— What needs to be done —
Scan the entries below and give the number of lines containing "MeshGranularity", with no accompanying words.

(The records)

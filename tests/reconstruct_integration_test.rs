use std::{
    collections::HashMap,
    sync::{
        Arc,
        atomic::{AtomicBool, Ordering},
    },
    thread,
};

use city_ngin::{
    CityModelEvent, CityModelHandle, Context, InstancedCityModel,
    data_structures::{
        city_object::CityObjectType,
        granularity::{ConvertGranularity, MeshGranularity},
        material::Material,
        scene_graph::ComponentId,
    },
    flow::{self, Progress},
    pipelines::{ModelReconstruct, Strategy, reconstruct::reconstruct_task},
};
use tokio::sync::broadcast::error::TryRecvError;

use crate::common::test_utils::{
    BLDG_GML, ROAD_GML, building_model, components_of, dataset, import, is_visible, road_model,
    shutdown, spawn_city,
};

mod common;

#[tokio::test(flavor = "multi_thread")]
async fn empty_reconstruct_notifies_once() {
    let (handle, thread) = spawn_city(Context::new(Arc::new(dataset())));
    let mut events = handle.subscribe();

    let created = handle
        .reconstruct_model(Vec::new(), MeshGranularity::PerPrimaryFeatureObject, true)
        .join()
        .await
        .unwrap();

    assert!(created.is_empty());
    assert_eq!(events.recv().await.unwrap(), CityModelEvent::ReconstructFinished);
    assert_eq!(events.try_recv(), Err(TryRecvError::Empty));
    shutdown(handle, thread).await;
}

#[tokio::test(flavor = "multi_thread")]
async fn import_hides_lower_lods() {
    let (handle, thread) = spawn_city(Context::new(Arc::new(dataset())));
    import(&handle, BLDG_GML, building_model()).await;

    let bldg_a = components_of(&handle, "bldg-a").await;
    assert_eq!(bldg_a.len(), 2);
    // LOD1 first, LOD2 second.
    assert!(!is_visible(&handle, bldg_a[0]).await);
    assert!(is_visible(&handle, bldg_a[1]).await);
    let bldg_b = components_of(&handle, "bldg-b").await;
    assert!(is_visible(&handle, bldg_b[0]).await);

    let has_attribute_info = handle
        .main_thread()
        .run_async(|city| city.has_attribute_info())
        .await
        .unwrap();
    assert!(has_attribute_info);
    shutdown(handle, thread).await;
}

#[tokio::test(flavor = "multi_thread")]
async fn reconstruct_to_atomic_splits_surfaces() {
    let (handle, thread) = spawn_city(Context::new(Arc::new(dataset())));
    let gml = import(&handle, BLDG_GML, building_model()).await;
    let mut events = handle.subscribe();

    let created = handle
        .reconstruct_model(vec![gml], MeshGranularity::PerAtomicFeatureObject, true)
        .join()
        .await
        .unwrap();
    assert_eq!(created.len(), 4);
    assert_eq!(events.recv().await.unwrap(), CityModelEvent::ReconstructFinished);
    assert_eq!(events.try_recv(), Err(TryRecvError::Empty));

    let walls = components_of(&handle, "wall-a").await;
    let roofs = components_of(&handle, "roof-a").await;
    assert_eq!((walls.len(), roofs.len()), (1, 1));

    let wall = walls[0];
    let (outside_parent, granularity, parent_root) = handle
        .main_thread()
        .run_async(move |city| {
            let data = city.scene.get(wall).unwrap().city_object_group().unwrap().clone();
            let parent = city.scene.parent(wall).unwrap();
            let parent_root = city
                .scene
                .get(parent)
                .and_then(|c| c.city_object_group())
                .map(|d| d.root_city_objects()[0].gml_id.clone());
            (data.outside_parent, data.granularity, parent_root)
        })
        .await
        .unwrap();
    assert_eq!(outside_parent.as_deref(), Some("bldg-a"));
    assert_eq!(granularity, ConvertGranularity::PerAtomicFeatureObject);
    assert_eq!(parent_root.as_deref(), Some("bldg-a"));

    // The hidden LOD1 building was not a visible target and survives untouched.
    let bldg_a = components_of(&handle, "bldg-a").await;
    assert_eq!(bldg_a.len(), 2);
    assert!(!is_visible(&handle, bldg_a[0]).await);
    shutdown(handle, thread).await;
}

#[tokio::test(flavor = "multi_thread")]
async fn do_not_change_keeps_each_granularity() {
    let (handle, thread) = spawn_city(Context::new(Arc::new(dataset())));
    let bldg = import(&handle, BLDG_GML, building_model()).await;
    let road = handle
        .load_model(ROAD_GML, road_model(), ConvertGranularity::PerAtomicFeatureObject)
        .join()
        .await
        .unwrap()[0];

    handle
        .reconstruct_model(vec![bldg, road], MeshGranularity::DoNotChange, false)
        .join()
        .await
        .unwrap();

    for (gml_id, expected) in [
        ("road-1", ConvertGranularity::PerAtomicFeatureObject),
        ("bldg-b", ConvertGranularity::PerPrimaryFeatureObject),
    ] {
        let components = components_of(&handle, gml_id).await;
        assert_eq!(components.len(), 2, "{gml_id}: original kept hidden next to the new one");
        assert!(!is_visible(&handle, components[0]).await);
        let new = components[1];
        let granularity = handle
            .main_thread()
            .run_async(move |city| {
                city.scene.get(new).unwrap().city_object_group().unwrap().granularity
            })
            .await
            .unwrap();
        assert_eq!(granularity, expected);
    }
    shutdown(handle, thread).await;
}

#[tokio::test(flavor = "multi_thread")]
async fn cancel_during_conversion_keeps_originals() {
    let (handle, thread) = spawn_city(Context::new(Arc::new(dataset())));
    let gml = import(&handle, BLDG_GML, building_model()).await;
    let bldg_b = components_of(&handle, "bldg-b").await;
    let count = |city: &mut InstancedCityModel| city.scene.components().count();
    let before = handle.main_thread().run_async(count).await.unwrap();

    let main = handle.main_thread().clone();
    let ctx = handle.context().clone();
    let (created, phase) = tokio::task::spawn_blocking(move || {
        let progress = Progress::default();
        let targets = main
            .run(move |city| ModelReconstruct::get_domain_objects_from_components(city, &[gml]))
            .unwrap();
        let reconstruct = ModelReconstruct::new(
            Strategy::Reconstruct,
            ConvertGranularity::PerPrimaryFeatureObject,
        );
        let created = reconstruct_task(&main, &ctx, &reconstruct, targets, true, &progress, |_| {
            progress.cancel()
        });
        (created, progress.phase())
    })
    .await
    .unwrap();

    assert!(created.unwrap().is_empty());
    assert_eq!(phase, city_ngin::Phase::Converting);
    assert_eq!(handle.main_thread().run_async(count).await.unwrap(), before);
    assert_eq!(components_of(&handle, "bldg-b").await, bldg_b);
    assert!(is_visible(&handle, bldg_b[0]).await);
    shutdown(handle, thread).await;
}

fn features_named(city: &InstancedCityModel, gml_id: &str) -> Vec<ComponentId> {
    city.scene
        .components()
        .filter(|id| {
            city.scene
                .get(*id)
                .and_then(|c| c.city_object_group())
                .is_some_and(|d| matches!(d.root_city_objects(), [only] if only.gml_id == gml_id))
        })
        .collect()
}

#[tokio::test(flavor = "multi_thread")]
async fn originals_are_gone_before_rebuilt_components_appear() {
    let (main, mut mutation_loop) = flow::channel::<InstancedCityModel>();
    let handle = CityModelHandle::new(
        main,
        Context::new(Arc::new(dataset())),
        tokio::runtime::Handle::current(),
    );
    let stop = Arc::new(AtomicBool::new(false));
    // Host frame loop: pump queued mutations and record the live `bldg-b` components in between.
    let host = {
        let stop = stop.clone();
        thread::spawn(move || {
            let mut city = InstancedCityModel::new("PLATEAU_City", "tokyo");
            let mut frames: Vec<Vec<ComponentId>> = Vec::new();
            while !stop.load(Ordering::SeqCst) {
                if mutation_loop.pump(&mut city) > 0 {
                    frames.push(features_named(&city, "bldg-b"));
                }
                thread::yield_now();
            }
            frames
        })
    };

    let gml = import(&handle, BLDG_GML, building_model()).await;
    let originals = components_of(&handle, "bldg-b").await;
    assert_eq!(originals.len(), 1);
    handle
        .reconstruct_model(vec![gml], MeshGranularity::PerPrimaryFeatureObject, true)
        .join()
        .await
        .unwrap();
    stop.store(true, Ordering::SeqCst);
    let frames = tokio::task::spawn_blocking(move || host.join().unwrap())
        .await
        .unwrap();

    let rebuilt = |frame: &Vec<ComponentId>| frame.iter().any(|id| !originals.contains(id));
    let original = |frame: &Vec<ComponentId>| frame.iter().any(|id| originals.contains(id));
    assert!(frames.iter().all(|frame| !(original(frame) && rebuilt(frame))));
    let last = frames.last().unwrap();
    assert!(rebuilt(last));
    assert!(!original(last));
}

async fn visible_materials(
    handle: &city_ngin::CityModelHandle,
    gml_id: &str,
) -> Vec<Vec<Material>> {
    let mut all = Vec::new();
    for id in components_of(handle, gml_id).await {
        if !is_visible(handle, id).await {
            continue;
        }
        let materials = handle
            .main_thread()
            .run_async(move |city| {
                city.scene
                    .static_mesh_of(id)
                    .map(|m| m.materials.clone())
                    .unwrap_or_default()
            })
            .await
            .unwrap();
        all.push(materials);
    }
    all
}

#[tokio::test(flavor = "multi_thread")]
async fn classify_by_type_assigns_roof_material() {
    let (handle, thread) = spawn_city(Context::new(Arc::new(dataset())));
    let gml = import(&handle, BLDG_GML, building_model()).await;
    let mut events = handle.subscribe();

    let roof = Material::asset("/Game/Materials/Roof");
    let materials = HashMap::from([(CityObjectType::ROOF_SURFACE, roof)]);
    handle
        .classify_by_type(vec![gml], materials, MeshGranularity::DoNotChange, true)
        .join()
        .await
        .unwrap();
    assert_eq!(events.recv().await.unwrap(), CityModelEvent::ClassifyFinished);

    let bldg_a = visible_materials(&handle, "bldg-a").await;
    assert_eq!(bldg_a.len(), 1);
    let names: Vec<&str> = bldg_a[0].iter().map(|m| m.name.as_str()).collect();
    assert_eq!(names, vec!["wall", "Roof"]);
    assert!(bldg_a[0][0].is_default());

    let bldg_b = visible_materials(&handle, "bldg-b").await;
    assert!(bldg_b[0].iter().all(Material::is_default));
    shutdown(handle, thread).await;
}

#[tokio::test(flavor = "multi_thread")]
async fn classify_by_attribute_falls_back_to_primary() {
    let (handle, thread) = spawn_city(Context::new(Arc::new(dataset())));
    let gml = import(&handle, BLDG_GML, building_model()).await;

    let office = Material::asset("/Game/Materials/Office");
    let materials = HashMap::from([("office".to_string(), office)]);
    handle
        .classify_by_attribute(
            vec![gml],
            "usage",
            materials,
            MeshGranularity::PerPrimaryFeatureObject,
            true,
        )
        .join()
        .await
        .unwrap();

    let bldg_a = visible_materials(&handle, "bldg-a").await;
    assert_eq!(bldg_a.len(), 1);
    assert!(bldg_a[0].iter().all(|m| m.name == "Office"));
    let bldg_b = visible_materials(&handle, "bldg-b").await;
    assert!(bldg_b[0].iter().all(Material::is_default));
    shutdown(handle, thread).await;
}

(End The records)

— Exercise solution —
7